MASVINGO — The completion of the country’s biggest inland water reservoir, Tokwe-Mukosi Dam in Chivi, faces another hurdle after thousands of families evacuated from the dam basin and settled at Chingwizi transit camp in Mwenezi trooped back to press government for compensation.
The return of the villagers into the flood basin will further add to the problems bedevilling the completion of the dam — which went on a start-stop process from 1998 and resumed in 2009 — as work at the site has been suspended again due to lack of funding.
Flood victims’ spokesperson Mike Mudyanembwa said: “Many are leaving the camp going back to the flood basin. They do not care if they will be affected by floods again because either way, our future is ruined here.”
Government owes the contractor, Salini-Impregilo Joint Venture, more than $70 million.
The villagers — numbering over 20 000 — had been living in squalid conditions in the overcrowded camp since February before they trooped out following an outbreak of violence last week.

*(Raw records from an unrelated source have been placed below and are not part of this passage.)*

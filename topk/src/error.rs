// Licensed to the Apache Software Foundation (ASF) under one
// or more contributor license agreements.  See the NOTICE file
// distributed with this work for additional information
// regarding copyright ownership.  The ASF licenses this file
// to you under the Apache License, Version 2.0 (the
// "License"); you may not use this file except in compliance
// with the License.  You may obtain a copy of the License at
//
//   http://www.apache.org/licenses/LICENSE-2.0
//
// Unless required by applicable law or agreed to in writing,
// software distributed under the License is distributed on an
// "AS IS" BASIS, WITHOUT WARRANTIES OR CONDITIONS OF ANY
// KIND, either express or implied.  See the License for the
// specific language governing permissions and limitations
// under the License.

//! Error types for top-k sketch operations

use std::fmt;

/// ErrorKind is all kinds of Error of the top-k sketch.
#[derive(Clone, Copy, Debug, PartialEq, Eq, Hash)]
#[non_exhaustive]
pub enum ErrorKind {
    /// The config for sketches is invalid.
    ConfigInvalid,
    /// Two sketches cannot be combined because their configurations differ.
    IncompatibleMerge,
    /// The sketch data deserializing is malformed.
    MalformedDeserializeData,
}

impl ErrorKind {
    /// Convert this error kind instance into static str.
    pub const fn into_static(self) -> &'static str {
        match self {
            ErrorKind::ConfigInvalid => "ConfigInvalid",
            ErrorKind::IncompatibleMerge => "IncompatibleMerge",
            ErrorKind::MalformedDeserializeData => "MalformedDeserializeData",
        }
    }
}

impl fmt::Display for ErrorKind {
    fn fmt(&self, f: &mut fmt::Formatter<'_>) -> fmt::Result {
        write!(f, "{}", self.into_static())
    }
}

/// Error is the error struct returned by all top-k sketch functions.
pub struct Error {
    kind: ErrorKind,
    message: String,
    context: Vec<(&'static str, String)>,
    source: Option<anyhow::Error>,
}

impl Error {
    /// Create a new Error with error kind and message.
    pub fn new(kind: ErrorKind, message: impl Into<String>) -> Self {
        Self {
            kind,
            message: message.into(),
            context: Vec::default(),
            source: None,
        }
    }

    /// Add more context in error.
    pub fn with_context(mut self, key: &'static str, value: impl ToString) -> Self {
        self.context.push((key, value.to_string()));
        self
    }

    /// Set source for error.
    ///
    /// # Panics
    ///
    /// Panics if the source has been set.
    ///
    /// # Examples
    ///
    /// ```
    /// use std::error::Error as _;
    /// use topk::error::{Error, ErrorKind};
    ///
    /// let mut error = Error::new(ErrorKind::MalformedDeserializeData, "failed to read sketch");
    /// assert!(error.source().is_none());
    /// error = error.set_source(std::io::Error::new(std::io::ErrorKind::Other, "IO error"));
    /// assert!(error.source().is_some());
    /// ```
    pub fn set_source(mut self, src: impl Into<anyhow::Error>) -> Self {
        assert!(self.source.is_none(), "the source error has been set");
        self.source = Some(src.into());
        self
    }

    /// Return error's kind.
    pub fn kind(&self) -> ErrorKind {
        self.kind
    }

    /// Return error's message.
    pub fn message(&self) -> &str {
        self.message.as_str()
    }
}

// Shorthand constructors used by the sketch and its codec.
impl Error {
    pub(crate) fn config_invalid(message: impl Into<String>) -> Self {
        Self::new(ErrorKind::ConfigInvalid, message)
    }

    pub(crate) fn incompatible_merge(
        what: &'static str,
        ours: impl ToString,
        theirs: impl ToString,
    ) -> Self {
        Self::new(
            ErrorKind::IncompatibleMerge,
            format!("cannot merge sketches with different {what}"),
        )
        .with_context("self", ours)
        .with_context("other", theirs)
    }

    pub(crate) fn deserial(message: impl Into<String>) -> Self {
        Self::new(ErrorKind::MalformedDeserializeData, message)
    }

    pub(crate) fn insufficient_data(tag: &'static str) -> Self {
        Self::deserial(format!("insufficient data for {tag}"))
    }

    pub(crate) fn invalid_family(expected: u8, actual: u8, name: &'static str) -> Self {
        Self::deserial(format!(
            "invalid family: expected {expected} ({name}), got {actual}"
        ))
    }

    pub(crate) fn unsupported_serial_version(expected: u8, actual: u8) -> Self {
        Self::deserial(format!(
            "unsupported serial version: expected {expected}, got {actual}"
        ))
    }

    pub(crate) fn invalid_preamble_longs(expected: u8, actual: u8) -> Self {
        Self::deserial(format!(
            "invalid preamble longs: expected {expected}, got {actual}"
        ))
    }
}

impl fmt::Debug for Error {
    fn fmt(&self, f: &mut fmt::Formatter<'_>) -> fmt::Result {
        // If alternate has been specified, we will print like Debug.
        if f.alternate() {
            let mut de = f.debug_struct("Error");
            de.field("kind", &self.kind);
            de.field("message", &self.message);
            de.field("context", &self.context);
            de.field("source", &self.source);
            return de.finish();
        }

        write!(f, "{}", self.kind)?;
        if !self.message.is_empty() {
            write!(f, " => {}", self.message)?;
        }
        writeln!(f)?;

        if !self.context.is_empty() {
            writeln!(f)?;
            writeln!(f, "Context:")?;
            for (k, v) in self.context.iter() {
                writeln!(f, "   {k}: {v}")?;
            }
        }

        if let Some(source) = &self.source {
            writeln!(f)?;
            writeln!(f, "Source:")?;
            writeln!(f, "   {source:#}")?;
        }

        Ok(())
    }
}

impl fmt::Display for Error {
    fn fmt(&self, f: &mut fmt::Formatter<'_>) -> fmt::Result {
        write!(f, "{}", self.kind)?;

        if !self.context.is_empty() {
            write!(f, ", context: {{ ")?;
            write!(
                f,
                "{}",
                self.context
                    .iter()
                    .map(|(k, v)| format!("{k}: {v}"))
                    .collect::<Vec<_>>()
                    .join(", ")
            )?;
            write!(f, " }}")?;
        }

        if !self.message.is_empty() {
            write!(f, " => {}", self.message)?;
        }

        if let Some(source) = &self.source {
            write!(f, ", source: {source}")?;
        }

        Ok(())
    }
}

impl std::error::Error for Error {
    fn source(&self) -> Option<&(dyn std::error::Error + 'static)> {
        self.source.as_ref().map(|v| v.as_ref())
    }
}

This was after some of their colleagues had agreed to be resettled on one-hectare plots in the nearby Nuanetsi Ranch.
Government had initially promised to pay them $8 million as compensation for the damage to their property and loss of livestock as well as improve their living conditions before resettlement.
But six months down the line, the villagers were now worse off and government had resorted to forcing them to move to one-hectare plots nearby instead of the initially promised five-hectare plots.
First, government cut food hand-outs for those resisting relocation, but the move, widely condemned by human rights groups, did not yield the expected results as only 400 villagers complied.
Humanitarian organisations which were assisting government later pulled out after realising the “insincerity” of the Zanu PF administration.
And the government, overwhelmed by the responsibility to take care of the villagers, applied another scorched-earth method to make the villagers budge by trying to relocate a clinic in the camp so as to force the villagers to follow.
But the move was met with stiff resistance by the villagers, leading to clashes which resulted in the burning of two police vehicles by the angry villagers. Four villagers are currently on remand pending trial in connection with the violence.